▶ [The problem] Leaving out every line that comes before the one containing "use super::*;", output the rest of the records exactly, the final line included.

▶ [Supplied records]
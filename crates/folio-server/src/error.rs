//! HTTP error types for Folio server.
//!
//! Maps domain errors from `folio-core` into appropriate HTTP responses.
//! Every error variant produces a JSON body with a machine-readable `error`
//! field and a human-readable `message`.

use axum::extract::rejection::JsonRejection;
use axum::http::StatusCode;
use axum::response::{IntoResponse, Response};
use serde::Serialize;

use folio_core::error::ContentError;

/// Application-level error returned from HTTP handlers.
#[derive(Debug)]
pub enum AppError {
    /// Credential rejected or editing disabled.
    Unauthorized(String),
    /// Requested resource not found.
    NotFound(String),
    /// Client sent invalid input.
    BadRequest(String),
    /// Internal server error (storage failures land here).
    Internal(String),
}

/// JSON error response body.
#[derive(Serialize)]
struct ErrorBody {
    error: &'static str,
    message: String,
}

impl IntoResponse for AppError {
    fn into_response(self) -> Response {
        let (status, error_type, message) = match self {
            Self::Unauthorized(msg) => (StatusCode::UNAUTHORIZED, "unauthorized", msg),
            Self::NotFound(msg) => (StatusCode::NOT_FOUND, "not_found", msg),
            Self::BadRequest(msg) => (StatusCode::BAD_REQUEST, "bad_request", msg),
            Self::Internal(msg) => (StatusCode::INTERNAL_SERVER_ERROR, "internal_error", msg),
        };

        let body = ErrorBody {
            error: error_type,
            message,
        };

        (status, axum::Json(body)).into_response()
    }
}

impl From<ContentError> for AppError {
    fn from(err: ContentError) -> Self {
        match err {
            ContentError::Unauthorized => Self::Unauthorized("invalid password".to_owned()),
            ContentError::Malformed { .. } => Self::BadRequest(err.to_string()),
            ContentError::Storage(ref inner) => {
                tracing::error!(error = %inner, "portfolio storage failure");
                Self::Internal("portfolio could not be saved".to_owned())
            }
        }
    }
}

impl From<JsonRejection> for AppError {
    fn from(rejection: JsonRejection) -> Self {
        Self::BadRequest(rejection.body_text())
    }
}

#[cfg(test)]
#[allow(clippy::unwrap_used)]
mod tests {
    use folio_storage::StorageError;

    use super::*;

    #[test]
    fn content_errors_map_to_distinct_statuses() {
        let unauthorized = AppError::from(ContentError::Unauthorized).into_response();
        assert_eq!(unauthorized.status(), StatusCode::UNAUTHORIZED);

        let storage = AppError::from(ContentError::Storage(StorageError::Closed)).into_response();
        assert_eq!(storage.status(), StatusCode::INTERNAL_SERVER_ERROR);

        let malformed = AppError::from(ContentError::Malformed {
            reason: "eof".to_owned(),
        })
        .into_response();
        assert_eq!(malformed.status(), StatusCode::BAD_REQUEST);
    }
}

▶ [Reply to the exercise]
    use super::*;

    #[test]
    fn content_errors_map_to_distinct_statuses() {
        let unauthorized = AppError::from(ContentError::Unauthorized).into_response();
        assert_eq!(unauthorized.status(), StatusCode::UNAUTHORIZED);

        let storage = AppError::from(ContentError::Storage(StorageError::Closed)).into_response();
        assert_eq!(storage.status(), StatusCode::INTERNAL_SERVER_ERROR);

        let malformed = AppError::from(ContentError::Malformed {
            reason: "eof".to_owned(),
        })
        .into_response();
        assert_eq!(malformed.status(), StatusCode::BAD_REQUEST);
    }
}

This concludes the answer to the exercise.